The Obama-era standards basically make it impossible to build a new coal-burning facility in the United States unless it can capture its carbon emissions and sequester them underground, a costly and still-nascent technology known as CCS.
http://www.vox.com/energy-and-environment/2017/3/27/14922516/trump-executive-order-climate
Yes. This is the economically destructive aspect of pollution control which Trump is trying to overcome. The technology of coal-fired power plants has now progressed to the point where all the 'real' pollutants, such as sulphur dioxide, carbon monoxide, particulate carbon, arsenic, mercury, and so on, can be virtually eliminated, or at least reduced to insignificant levels that pose no threat. Such power plants are known as 'Ultra-supercritical'. They burn the coal at much higher temperatures and pressures. They cost more to build, but burn the coal more efficiently, so the extra construction cost is soon offset by the savings in the cost of the coal used.
http://cornerstonemag.net/setting-the-benchmark-the-worlds-most-efficient-coal-fired-power-plants/However, eliminating the much more abundant emissions of CO2 is too costly at present. Describing the clean and odourless gas called CO2, as a pollutant, and placing it in the same category as
real pollutants that are known with certainty to harm our health, is a very neat trick by the alarmists, to smash the coal industry by making it uneconomical.

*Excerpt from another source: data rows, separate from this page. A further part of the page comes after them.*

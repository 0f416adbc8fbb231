//! Island generation pipeline: noise → layout → classifier → batcher, plus
//! the cloud layer.

use bevy::prelude::*;

use crate::batcher::{batch_tiles, Tile, TierBuffers};
use crate::config::DEFAULT_SEED;
use crate::decorations::{self, CloudLayer};
use crate::island_rng::IslandRng;
use crate::layout::island_coords;
use crate::noise_field::NoiseField;
use crate::tier::{height_from_noise, Tier};

// ---------------------------------------------------------------------------
// Parameters
// ---------------------------------------------------------------------------

/// Seeds that fully determine an island.
#[derive(Resource, Debug, Clone, Copy, PartialEq, Eq)]
pub struct IslandParams {
    /// Seed of the height noise field.
    pub noise_seed: i32,
    /// Seed of the decoration and cloud random streams.
    pub decoration_seed: u64,
}

impl Default for IslandParams {
    fn default() -> Self {
        Self::from_seed(DEFAULT_SEED)
    }
}

impl IslandParams {
    /// Derive both seeds from a single user-facing seed.
    pub fn from_seed(seed: u64) -> Self {
        Self {
            // Fold the high half in so seeds above i32::MAX still vary the noise.
            noise_seed: (seed ^ (seed >> 32)) as u32 as i32,
            decoration_seed: seed,
        }
    }
}

/// Error returned when a seed override cannot be used.
#[derive(Debug, Clone, PartialEq, Eq)]
pub enum ParamsError {
    /// The override was present but empty.
    Empty,
    /// The override was not an unsigned integer.
    InvalidSeed(String),
}

impl std::fmt::Display for ParamsError {
    fn fmt(&self, f: &mut std::fmt::Formatter<'_>) -> std::fmt::Result {
        match self {
            ParamsError::Empty => write!(f, "seed override is empty"),
            ParamsError::InvalidSeed(raw) => {
                write!(f, "seed override '{raw}' is not an unsigned integer")
            }
        }
    }
}

impl std::error::Error for ParamsError {}

impl std::str::FromStr for IslandParams {
    type Err = ParamsError;

    fn from_str(s: &str) -> Result<Self, Self::Err> {
        let trimmed = s.trim();
        if trimmed.is_empty() {
            return Err(ParamsError::Empty);
        }
        let seed = trimmed
            .parse::<u64>()
            .map_err(|_| ParamsError::InvalidSeed(trimmed.to_string()))?;
        Ok(Self::from_seed(seed))
    }
}

// ---------------------------------------------------------------------------
// Output
// ---------------------------------------------------------------------------

/// Counts collected while generating an island.
#[derive(Debug, Clone, Default, PartialEq, Eq)]
pub struct IslandStats {
    pub tiles: [usize; 5],
    pub stones: usize,
    pub trees: usize,
    pub clouds: usize,
}

impl IslandStats {
    pub fn tiles_in(&self, tier: Tier) -> usize {
        self.tiles[tier.index()]
    }

    pub fn total_tiles(&self) -> usize {
        self.tiles.iter().sum()
    }
}

impl std::fmt::Display for IslandStats {
    fn fmt(&self, f: &mut std::fmt::Formatter<'_>) -> std::fmt::Result {
        write!(f, "{} tiles (", self.total_tiles())?;
        for (i, tier) in Tier::ALL.iter().enumerate() {
            if i > 0 {
                write!(f, ", ")?;
            }
            write!(f, "{tier}: {}", self.tiles_in(*tier))?;
        }
        write!(
            f,
            "), {} stones, {} trees, {} clouds",
            self.stones, self.trees, self.clouds
        )
    }
}

/// A generated island: batched tier geometry plus the cloud layer.
#[derive(Resource, Debug, Clone)]
pub struct Island {
    pub params: IslandParams,
    pub tiers: TierBuffers,
    pub clouds: CloudLayer,
    pub stats: IslandStats,
}

// ---------------------------------------------------------------------------
// Pipeline
// ---------------------------------------------------------------------------

/// Sample the noise field for every tile inside the island radius.
pub fn classify_tiles(noise: &NoiseField) -> Vec<Tile> {
    island_coords()
        .map(|coord| {
            let position = coord.to_world();
            let sample = noise.sample(coord.col as f32, coord.row as f32);
            let height = height_from_noise(sample);
            Tile {
                position,
                height,
                tier: Tier::classify(height),
            }
        })
        .collect()
}

/// Run the full generation pipeline for `params`.
pub fn generate_island(params: IslandParams) -> Island {
    let noise = NoiseField::new(params.noise_seed);
    let tiles = classify_tiles(&noise);

    let mut deco_rng = IslandRng::decorations(params.decoration_seed);
    let tiers = batch_tiles(TierBuffers::new(), &tiles, &mut deco_rng.0);

    let mut cloud_rng = IslandRng::clouds(params.decoration_seed);
    let clouds = decorations::clouds(&mut cloud_rng.0);

    let mut stats = IslandStats {
        stones: tiers.stone_count(),
        trees: tiers.tree_count(),
        clouds: clouds.count,
        ..default()
    };
    for tier in Tier::ALL {
        stats.tiles[tier.index()] = tiers.tile_count(tier);
    }

    Island {
        params,
        tiers,
        clouds,
        stats,
    }
}

/// Startup system: generate the island from the current [`IslandParams`].
pub fn generate_island_system(mut commands: Commands, params: Res<IslandParams>) {
    let island = generate_island(*params);
    info!(
        "Generated island (noise seed {}, decoration seed {}): {}",
        params.noise_seed, params.decoration_seed, island.stats
    );
    commands.insert_resource(island);
}

#[cfg(test)]
mod tests {
    use super::*;
    use crate::layout::island_coords;

    #[test]
    fn test_every_island_tile_classified_once() {
        let island = generate_island(IslandParams::default());
        assert_eq!(island.stats.total_tiles(), island_coords().count());
    }

    #[test]
    fn test_deterministic_for_same_params() {
        let a = generate_island(IslandParams::from_seed(7));
        let b = generate_island(IslandParams::from_seed(7));
        assert_eq!(a.stats, b.stats);
        for ((_, ma), (_, mb)) in a.tiers.iter().zip(b.tiers.iter()) {
            assert_eq!(ma, mb);
        }
        assert_eq!(a.clouds.mesh, b.clouds.mesh);
    }

    #[test]
    fn test_tile_heights_in_range() {
        let noise = NoiseField::new(3);
        for tile in classify_tiles(&noise) {
            assert!((0.0..=crate::config::MAX_HEIGHT).contains(&tile.height));
            assert_eq!(tile.tier, Tier::classify(tile.height));
        }
    }

    #[test]
    fn test_params_from_str() {
        assert_eq!("12".parse::<IslandParams>(), Ok(IslandParams::from_seed(12)));
        assert_eq!(" 12 \n".parse::<IslandParams>(), Ok(IslandParams::from_seed(12)));
        assert_eq!("".parse::<IslandParams>(), Err(ParamsError::Empty));
        assert_eq!(
            "abc".parse::<IslandParams>(),
            Err(ParamsError::InvalidSeed("abc".to_string()))
        );
        assert!("-4".parse::<IslandParams>().is_err());
    }

    #[test]
    fn test_large_seeds_vary_noise_seed() {
        let a = IslandParams::from_seed(1);
        let b = IslandParams::from_seed(1 | (5 << 32));
        assert_ne!(a.noise_seed, b.noise_seed);
        assert_eq!(IslandParams::from_seed(42).noise_seed, 42);
    }

    #[test]
    fn test_stats_display_lists_every_tier() {
        let island = generate_island(IslandParams::default());
        let text = island.stats.to_string();
        for tier in Tier::ALL {
            assert!(text.contains(tier.name()), "missing {tier} in '{text}'");
        }
    }
}
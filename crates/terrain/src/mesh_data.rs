//! `MeshData` helper for building and merging procedural geometry from
//! cylinders, cones and spheres.
//!
//! Primitives follow the conventions of the usual cylinder/sphere builders:
//! cylinders are centred on their origin along the Y axis with the first ring
//! vertex on +Z, and all faces wind counter-clockwise when seen from outside.

use bevy::prelude::*;
use bevy::render::mesh::{Indices, PrimitiveTopology};
use bevy::render::render_asset::RenderAssetUsages;
use std::f32::consts::{PI, TAU};

// ---------------------------------------------------------------------------
// MeshData
// ---------------------------------------------------------------------------

/// CPU-side indexed triangle list.
///
/// Merging appends vertices and re-bases the incoming indices, so merged
/// buffers keep no record of which part a triangle came from.
#[derive(Debug, Clone, Default, PartialEq)]
pub struct MeshData {
    pub(crate) positions: Vec<[f32; 3]>,
    pub(crate) normals: Vec<[f32; 3]>,
    pub(crate) uvs: Vec<[f32; 2]>,
    pub(crate) indices: Vec<u32>,
}

impl MeshData {
    pub fn new() -> Self {
        Self::default()
    }

    pub fn is_empty(&self) -> bool {
        self.indices.is_empty()
    }

    pub fn vertex_count(&self) -> usize {
        self.positions.len()
    }

    pub fn index_count(&self) -> usize {
        self.indices.len()
    }

    pub fn positions(&self) -> &[[f32; 3]] {
        &self.positions
    }

    pub fn indices(&self) -> &[u32] {
        &self.indices
    }

    /// Append `other` to this buffer.
    pub fn merge(&mut self, other: MeshData) {
        let base = self.positions.len() as u32;
        self.positions.extend(other.positions);
        self.normals.extend(other.normals);
        self.uvs.extend(other.uvs);
        self.indices.extend(other.indices.into_iter().map(|i| i + base));
    }

    /// Merge a sequence of buffers into a new one.
    pub fn merged(parts: impl IntoIterator<Item = MeshData>) -> MeshData {
        let mut out = MeshData::new();
        for part in parts {
            out.merge(part);
        }
        out
    }

    pub fn translate(&mut self, offset: Vec3) {
        for p in &mut self.positions {
            *p = (Vec3::from(*p) + offset).to_array();
        }
    }

    /// Rotate positions and normals about the world Y axis through the origin.
    pub fn rotate_y(&mut self, angle: f32) {
        let rot = Quat::from_rotation_y(angle);
        for p in &mut self.positions {
            *p = (rot * Vec3::from(*p)).to_array();
        }
        for n in &mut self.normals {
            *n = (rot * Vec3::from(*n)).to_array();
        }
    }

    /// Axis-aligned bounds as `(min, max)`, or `None` for an empty buffer.
    pub fn bounds(&self) -> Option<(Vec3, Vec3)> {
        let mut iter = self.positions.iter().map(|p| Vec3::from(*p));
        let first = iter.next()?;
        Some(iter.fold((first, first), |(lo, hi), p| (lo.min(p), hi.max(p))))
    }

    pub fn into_mesh(self) -> Mesh {
        Mesh::new(
            PrimitiveTopology::TriangleList,
            RenderAssetUsages::RENDER_WORLD | RenderAssetUsages::MAIN_WORLD,
        )
        .with_inserted_attribute(Mesh::ATTRIBUTE_POSITION, self.positions)
        .with_inserted_attribute(Mesh::ATTRIBUTE_NORMAL, self.normals)
        .with_inserted_attribute(Mesh::ATTRIBUTE_UV_0, self.uvs)
        .with_inserted_indices(Indices::U32(self.indices))
    }

    /// Like [`MeshData::into_mesh`], but every triangle gets its own vertices
    /// and a face normal, giving the faceted look.
    pub fn into_flat_shaded_mesh(self) -> Mesh {
        let mut mesh = self.into_mesh();
        mesh.duplicate_vertices();
        mesh.compute_flat_normals();
        mesh
    }

    // -----------------------------------------------------------------------
    // Primitives
    // -----------------------------------------------------------------------

    /// Add a (possibly tapered) cylinder centred on `center`.
    ///
    /// A `radius_top` of zero produces a cone; the degenerate apex cap is
    /// skipped. `open_ended` omits both caps.
    pub fn add_cylinder(
        &mut self,
        center: Vec3,
        radius_top: f32,
        radius_bottom: f32,
        height: f32,
        segments: u32,
        open_ended: bool,
    ) {
        let segments = segments.max(3);
        let half_h = height * 0.5;
        let slope = if height > 0.0 {
            (radius_bottom - radius_top) / height
        } else {
            0.0
        };

        // Torso: two rings, top (row 0) then bottom (row 1).
        let base = self.positions.len() as u32;
        for (row, (radius, y)) in [(radius_top, half_h), (radius_bottom, -half_h)]
            .into_iter()
            .enumerate()
        {
            for i in 0..=segments {
                let u = i as f32 / segments as f32;
                let theta = u * TAU;
                let (sin, cos) = theta.sin_cos();
                self.positions
                    .push([center.x + radius * sin, center.y + y, center.z + radius * cos]);
                self.normals
                    .push(Vec3::new(sin, slope, cos).normalize_or_zero().to_array());
                self.uvs.push([u, row as f32]);
            }
        }
        let ring = segments + 1;
        for i in 0..segments {
            let a = base + i;
            let b = base + ring + i;
            let c = base + ring + i + 1;
            let d = base + i + 1;
            if radius_top > 0.0 {
                self.indices.extend_from_slice(&[a, b, d]);
            }
            if radius_bottom > 0.0 {
                self.indices.extend_from_slice(&[b, c, d]);
            }
        }

        if open_ended {
            return;
        }
        if radius_top > 0.0 {
            self.add_cap(center, radius_top, half_h, segments, true);
        }
        if radius_bottom > 0.0 {
            self.add_cap(center, radius_bottom, -half_h, segments, false);
        }
    }

    fn add_cap(&mut self, center: Vec3, radius: f32, y: f32, segments: u32, top: bool) {
        let sign = if top { 1.0 } else { -1.0 };
        let center_index = self.positions.len() as u32;
        self.positions.push([center.x, center.y + y, center.z]);
        self.normals.push([0.0, sign, 0.0]);
        self.uvs.push([0.5, 0.5]);

        for i in 0..=segments {
            let theta = i as f32 / segments as f32 * TAU;
            let (sin, cos) = theta.sin_cos();
            self.positions
                .push([center.x + radius * sin, center.y + y, center.z + radius * cos]);
            self.normals.push([0.0, sign, 0.0]);
            self.uvs.push([cos * 0.5 + 0.5, sin * 0.5 * sign + 0.5]);
        }

        for i in 0..segments {
            let v = center_index + 1 + i;
            if top {
                self.indices.extend_from_slice(&[v, v + 1, center_index]);
            } else {
                self.indices.extend_from_slice(&[v + 1, v, center_index]);
            }
        }
    }

    /// Add a hexagonal prism standing on the ground plane at `position`
    /// (x, z) and spanning `0..height` vertically.
    pub fn add_hex_prism(&mut self, position: Vec2, radius: f32, height: f32) {
        let center = Vec3::new(position.x, height * 0.5, position.y);
        self.add_cylinder(center, radius, radius, height, 6, false);
    }

    /// Add a pointed cone whose base has `radius`, centred on `center`.
    pub fn add_cone(&mut self, center: Vec3, radius: f32, height: f32, segments: u32) {
        self.add_cylinder(center, 0.0, radius, height, segments, false);
    }

    /// Add a UV sphere centred on `center`.
    pub fn add_sphere(
        &mut self,
        center: Vec3,
        radius: f32,
        width_segments: u32,
        height_segments: u32,
    ) {
        let ws = width_segments.max(3);
        let hs = height_segments.max(2);
        let base = self.positions.len() as u32;

        for iy in 0..=hs {
            let v = iy as f32 / hs as f32;
            let (sin_v, cos_v) = (v * PI).sin_cos();
            for ix in 0..=ws {
                let u = ix as f32 / ws as f32;
                let (sin_u, cos_u) = (u * TAU).sin_cos();
                let dir = Vec3::new(-cos_u * sin_v, cos_v, sin_u * sin_v);
                self.positions.push((center + dir * radius).to_array());
                self.normals.push(dir.normalize_or_zero().to_array());
                self.uvs.push([u, 1.0 - v]);
            }
        }

        let row = ws + 1;
        for iy in 0..hs {
            for ix in 0..ws {
                let a = base + iy * row + ix + 1;
                let b = base + iy * row + ix;
                let c = base + (iy + 1) * row + ix;
                let d = base + (iy + 1) * row + ix + 1;
                if iy != 0 {
                    self.indices.extend_from_slice(&[a, b, d]);
                }
                if iy != hs - 1 {
                    self.indices.extend_from_slice(&[b, c, d]);
                }
            }
        }
    }
}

Unfortunately, the consequences of this approach to solving the uncertain threat of CO2, are rising energy prices.
http://instituteforenergyresearch.org/analysis/the-escalating-cost-of-electricity/What is perhaps not appreciated by most people is that the true cost of energy underpins all human activity and prosperity in our modern societies. A rise in the average cost of energy, world-wide, is equivalent to an average pay cut for everyone, unless such increases in energy costs are offset by increases in efficiency.